##### Record excerpts #####

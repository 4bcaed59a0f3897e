//! Configuration Module
//!
//! Handles loading and managing server and cache configuration from environment variables.

use std::env;
use std::str::FromStr;
use std::time::Duration;

/// Which storage engine backs the cache.
#[derive(Debug, Clone, Copy, PartialEq, Eq)]
pub enum BackendKind {
    /// Networked Redis-compatible server
    Redis,
    /// In-process map, no network
    Memory,
}

impl FromStr for BackendKind {
    type Err = String;

    fn from_str(s: &str) -> Result<Self, Self::Err> {
        match s.to_ascii_lowercase().as_str() {
            "redis" => Ok(BackendKind::Redis),
            "memory" => Ok(BackendKind::Memory),
            other => Err(format!("unknown cache backend '{}'", other)),
        }
    }
}

/// Connection parameters for the Redis backend.
#[derive(Debug, Clone)]
pub struct RedisConfig {
    pub host: String,
    pub port: u16,
    pub db: i64,
    pub password: Option<String>,
    /// Fixed connect timeout, independent of any request
    pub connect_timeout: Duration,
    /// Fixed response timeout, independent of any request
    pub read_timeout: Duration,
}

impl Default for RedisConfig {
    fn default() -> Self {
        Self {
            host: "localhost".to_string(),
            port: 6379,
            db: 0,
            password: None,
            connect_timeout: Duration::from_secs(5),
            read_timeout: Duration::from_secs(5),
        }
    }
}

/// Circuit breaker thresholds.
#[derive(Debug, Clone)]
pub struct BreakerConfig {
    /// Consecutive failures that open the circuit
    pub failure_threshold: u32,
    /// Cooldown before a trial call is allowed
    pub recovery_timeout: Duration,
    /// Trial calls admitted while half-open
    pub half_open_max_calls: u32,
}

impl Default for BreakerConfig {
    fn default() -> Self {
        Self {
            failure_threshold: 5,
            recovery_timeout: Duration::from_secs(30),
            half_open_max_calls: 1,
        }
    }
}

/// Backoff used when re-establishing a lost backend connection.
#[derive(Debug, Clone)]
pub struct ReconnectConfig {
    pub base_delay: Duration,
    pub max_delay: Duration,
}

impl Default for ReconnectConfig {
    fn default() -> Self {
        Self {
            base_delay: Duration::from_millis(500),
            max_delay: Duration::from_secs(30),
        }
    }
}

/// Server configuration parameters.
///
/// All values can be configured via environment variables with sensible defaults.
#[derive(Debug, Clone)]
pub struct Config {
    /// HTTP server port for the admin surface
    pub server_port: u16,
    /// Storage engine
    pub backend: BackendKind,
    pub redis: RedisConfig,
    pub breaker: BreakerConfig,
    pub reconnect: ReconnectConfig,
    /// Prefix prepended to every derived key
    pub key_prefix: String,
    /// Upper bound on keys returned by a listing
    pub scan_limit: usize,
    /// Producer latency above which a cache fill is logged as a win
    pub slow_call_threshold: Duration,
}

impl Config {
    /// Creates a new Config by loading values from environment variables.
    ///
    /// A `.env` file in the working directory is loaded first when present.
    ///
    /// # Environment Variables
    /// - `SERVER_PORT` - HTTP server port (default: 3000)
    /// - `CACHE_BACKEND` - `redis` or `memory` (default: redis)
    /// - `REDIS_HOST` / `REDIS_PORT` / `REDIS_DB` / `REDIS_PASSWORD`
    /// - `REDIS_CONNECT_TIMEOUT_SECS` / `REDIS_READ_TIMEOUT_SECS` (default: 5)
    /// - `CACHE_KEY_PREFIX` - Key prefix (default: kapital)
    /// - `BREAKER_FAILURE_THRESHOLD` (default: 5)
    /// - `BREAKER_RECOVERY_TIMEOUT_SECS` (default: 30)
    /// - `BREAKER_HALF_OPEN_MAX_CALLS` (default: 1)
    /// - `RECONNECT_BASE_DELAY_MS` / `RECONNECT_MAX_DELAY_MS` (default: 500 / 30000)
    /// - `CACHE_SCAN_LIMIT` - Max keys per listing (default: 100)
    /// - `SLOW_CALL_THRESHOLD_MS` (default: 500)
    pub fn from_env() -> Self {
        let _ = dotenvy::dotenv();
        let defaults = Self::default();

        Self {
            server_port: parse_env("SERVER_PORT").unwrap_or(defaults.server_port),
            backend: parse_env("CACHE_BACKEND").unwrap_or(defaults.backend),
            redis: RedisConfig {
                host: env::var("REDIS_HOST").unwrap_or(defaults.redis.host),
                port: parse_env("REDIS_PORT").unwrap_or(defaults.redis.port),
                db: parse_env("REDIS_DB").unwrap_or(defaults.redis.db),
                password: env::var("REDIS_PASSWORD").ok().filter(|p| !p.is_empty()),
                connect_timeout: parse_env("REDIS_CONNECT_TIMEOUT_SECS")
                    .map(Duration::from_secs)
                    .unwrap_or(defaults.redis.connect_timeout),
                read_timeout: parse_env("REDIS_READ_TIMEOUT_SECS")
                    .map(Duration::from_secs)
                    .unwrap_or(defaults.redis.read_timeout),
            },
            breaker: BreakerConfig {
                failure_threshold: parse_env("BREAKER_FAILURE_THRESHOLD")
                    .unwrap_or(defaults.breaker.failure_threshold),
                recovery_timeout: parse_env("BREAKER_RECOVERY_TIMEOUT_SECS")
                    .map(Duration::from_secs)
                    .unwrap_or(defaults.breaker.recovery_timeout),
                half_open_max_calls: parse_env("BREAKER_HALF_OPEN_MAX_CALLS")
                    .unwrap_or(defaults.breaker.half_open_max_calls),
            },
            reconnect: ReconnectConfig {
                base_delay: parse_env("RECONNECT_BASE_DELAY_MS")
                    .map(Duration::from_millis)
                    .unwrap_or(defaults.reconnect.base_delay),
                max_delay: parse_env("RECONNECT_MAX_DELAY_MS")
                    .map(Duration::from_millis)
                    .unwrap_or(defaults.reconnect.max_delay),
            },
            key_prefix: env::var("CACHE_KEY_PREFIX").unwrap_or(defaults.key_prefix),
            scan_limit: parse_env("CACHE_SCAN_LIMIT").unwrap_or(defaults.scan_limit),
            slow_call_threshold: parse_env("SLOW_CALL_THRESHOLD_MS")
                .map(Duration::from_millis)
                .unwrap_or(defaults.slow_call_threshold),
        }
    }
}

impl Default for Config {
    fn default() -> Self {
        Self {
            server_port: 3000,
            backend: BackendKind::Redis,
            redis: RedisConfig::default(),
            breaker: BreakerConfig::default(),
            reconnect: ReconnectConfig::default(),
            key_prefix: "kapital".to_string(),
            scan_limit: 100,
            slow_call_threshold: Duration::from_millis(500),
        }
    }
}

fn parse_env<T: FromStr>(name: &str) -> Option<T> {
    env::var(name).ok().and_then(|v| v.parse().ok())
}

#[cfg(test)]
mod tests {
    use super::*;

    #[test]
    fn test_config_default() {
        let config = Config::default();
        assert_eq!(config.server_port, 3000);
        assert_eq!(config.backend, BackendKind::Redis);
        assert_eq!(config.redis.port, 6379);
        assert_eq!(config.breaker.failure_threshold, 5);
        assert_eq!(config.breaker.recovery_timeout, Duration::from_secs(30));
        assert_eq!(config.breaker.half_open_max_calls, 1);
        assert_eq!(config.key_prefix, "kapital");
        assert_eq!(config.scan_limit, 100);
    }

    #[test]
    fn test_config_from_env_defaults() {
        // Clear any existing env vars to test defaults
        env::remove_var("SERVER_PORT");
        env::remove_var("CACHE_BACKEND");
        env::remove_var("REDIS_PORT");
        env::remove_var("BREAKER_FAILURE_THRESHOLD");
        env::remove_var("CACHE_SCAN_LIMIT");

        let config = Config::from_env();
        assert_eq!(config.server_port, 3000);
        assert_eq!(config.backend, BackendKind::Redis);
        assert_eq!(config.redis.port, 6379);
        assert_eq!(config.breaker.failure_threshold, 5);
        assert_eq!(config.scan_limit, 100);
    }

    #[test]
    fn test_backend_kind_parse() {
        assert_eq!("memory".parse::<BackendKind>(), Ok(BackendKind::Memory));
        assert_eq!("REDIS".parse::<BackendKind>(), Ok(BackendKind::Redis));
        assert!("memcached".parse::<BackendKind>().is_err());
    }
}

#####

## Problem description
The answer should consist only of the number of lines above in which "kapital" appears.

## Response to this exercise
3